Moreover, several measures to accompany road cycling’s players towards the resumption of the season have been confirmed or decided, including:
– The framework agreement reached between the UCI and the representatives of riders and teams applies to UCI professional road teams (UCI Women’s WorldTeams, UCI WorldTeams and UCI ProTeams). This agreement obtained for the men’s and women’s circuits enables teams in serious financial difficulties due to the pandemic, to take necessary measures for their survival, while maintaining the rights of their riders and staff. This agreement has also been passed onto National Federations in charge of registering UCI Women’s Continental Teams so they can draw on it with a view to application for this category of team.
– The regulations establishing the number of riders per team at the start of races in the UCI WorldTour and UCI Women’s WorldTour have been relaxed this year:
- for UCI WorldTour stage races, the number of riders per team will remain 8 for the Grand Tours, and 7 for other UCI WorldTour stage races
- concerning UCI WorldTour one-day races, the number of riders per team will be 6 or 7 (instead of the compulsory 7) in line with the organiser’s choice: if the organiser opts for 7 riders, teams will be able to have 6 riders at the start if they wish; on the other hand, if the organiser opts for teams of 6 riders, teams must comply with this choice; the organiser much receive the agreement of the Professional Cycling Council to reduce the number of riders from 7 to 6;
- concerning UCI Women’s WorldTour events, the maximum number of riders can be fixed at 5 (compared to 6 or 7 usually). This measure will enable organisers to invite more teams (a maximum of 26 compared to 24 normally).
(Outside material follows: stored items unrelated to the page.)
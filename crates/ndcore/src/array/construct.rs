use std::iter::FromIterator;

use super::Array;
use crate::error::{NdError, Result};
use crate::math::size_of_shape;

impl Array {
    /// Array of `shape` filled with `value`. The shape must have at least one
    /// dimension.
    pub fn full(shape: &[usize], value: f64) -> Result<Self> {
        if shape.is_empty() {
            return Err(NdError::shape("full", "at least one dimension", shape));
        }
        Ok(Array::from_parts(
            shape.to_vec(),
            vec![value; size_of_shape(shape)],
        ))
    }

    pub fn zeros(shape: &[usize]) -> Result<Self> {
        Array::full(shape, 0.0)
    }

    pub fn ones(shape: &[usize]) -> Result<Self> {
        Array::full(shape, 1.0)
    }

    /// `n x n` identity matrix.
    pub fn eye(n: usize) -> Self {
        let mut data = vec![0.0; n * n];
        for i in 0..n {
            data[i * n + i] = 1.0;
        }
        Array::from_parts(vec![n, n], data)
    }

    /// The rank-0 array with no elements.
    pub fn empty() -> Self {
        Array::from_parts(Vec::new(), Vec::new())
    }

    /// Rank-1 array owning `data`.
    pub fn from_vec(data: Vec<f64>) -> Self {
        Array::from_parts(vec![data.len()], data)
    }

    pub fn from_slice(data: &[f64]) -> Self {
        Array::from_vec(data.to_vec())
    }

    pub fn from_shape_vec(shape: &[usize], data: Vec<f64>) -> Result<Self> {
        if data.len() != size_of_shape(shape) {
            return Err(NdError::shape(
                "from_shape_vec",
                format!("a shape holding {} elements", data.len()),
                shape,
            ));
        }
        Ok(Array::from_parts(shape.to_vec(), data))
    }

    /// `[0, stop)`.
    pub fn arange(stop: i64) -> Self {
        Array::arange_from(0, stop)
    }

    /// `[start, stop)` in unit steps.
    pub fn arange_from(start: i64, stop: i64) -> Self {
        let data = (start..stop).map(|v| v as f64).collect();
        Array::from_vec(data)
    }

    /// `[start, stop)` stepped by `step`, which may be negative but not zero.
    pub fn arange_step(start: i64, stop: i64, step: i64) -> Result<Self> {
        if step == 0 {
            return Err(NdError::DegenerateArgument("arange step must be non-zero"));
        }
        let n = ((stop - start) as f64 / step as f64).ceil().max(0.0) as i64;
        let data = (0..n).map(|i| (start + i * step) as f64).collect();
        Ok(Array::from_vec(data))
    }
}

impl From<Vec<f64>> for Array {
    fn from(value: Vec<f64>) -> Self {
        Array::from_vec(value)
    }
}

impl From<&[f64]> for Array {
    fn from(value: &[f64]) -> Self {
        Array::from_slice(value)
    }
}

impl From<Array> for Vec<f64> {
    fn from(value: Array) -> Self {
        value.to_vec()
    }
}

impl FromIterator<f64> for Array {
    fn from_iter<I: IntoIterator<Item = f64>>(iter: I) -> Self {
        Array::from_vec(iter.into_iter().collect())
    }
}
This increased flexibility will enable teams with multiple commitments to participate in a greater number of events.
– The participation rules for UCI Women’s WorldTeams are revised for 2020: all UCI Women’s WorldTeams will be able to participate in C1 category events, and the allowance of three teams for C2 events is increased to five.
– The UCI International Calendar registration fees for events cancelled in 2020 due to the Covid-19 crisis will not be requested by the UCI. In the same vein, the UCI will not demand the additional fee linked to changing the date of an event due to the worldwide pandemic.
– A steering group, under the authority of the UCI Medical Director Professor Xavier Bigard, including representatives of riders, teams (and their doctors) and organisers will have the mission of defining conduct to be adopted, in particular concerning health (social distancing, blocking gestures and other measures) for the resumption of the season.
Finally, the UCI indicates that the reorganisation of the end of the season for all other events on the UCI International Road Calendar – UCI ProSeries, Class 1, Class 2, UCI Nations’ Cups, Under-23 and Junior categories, and criteriums (men’s and women’s events) will be carried out in consultation with National Federations and announced on 20 May at the latest.
The UCI President David Lappartient declared: “Since the beginning of the crisis, it is has been our responsibility to help the players of road cycling’s families by introducing measures of support – on both a sporting and financial level – that will enable them to get through this period that is unprecedented for cycling and our Federation.”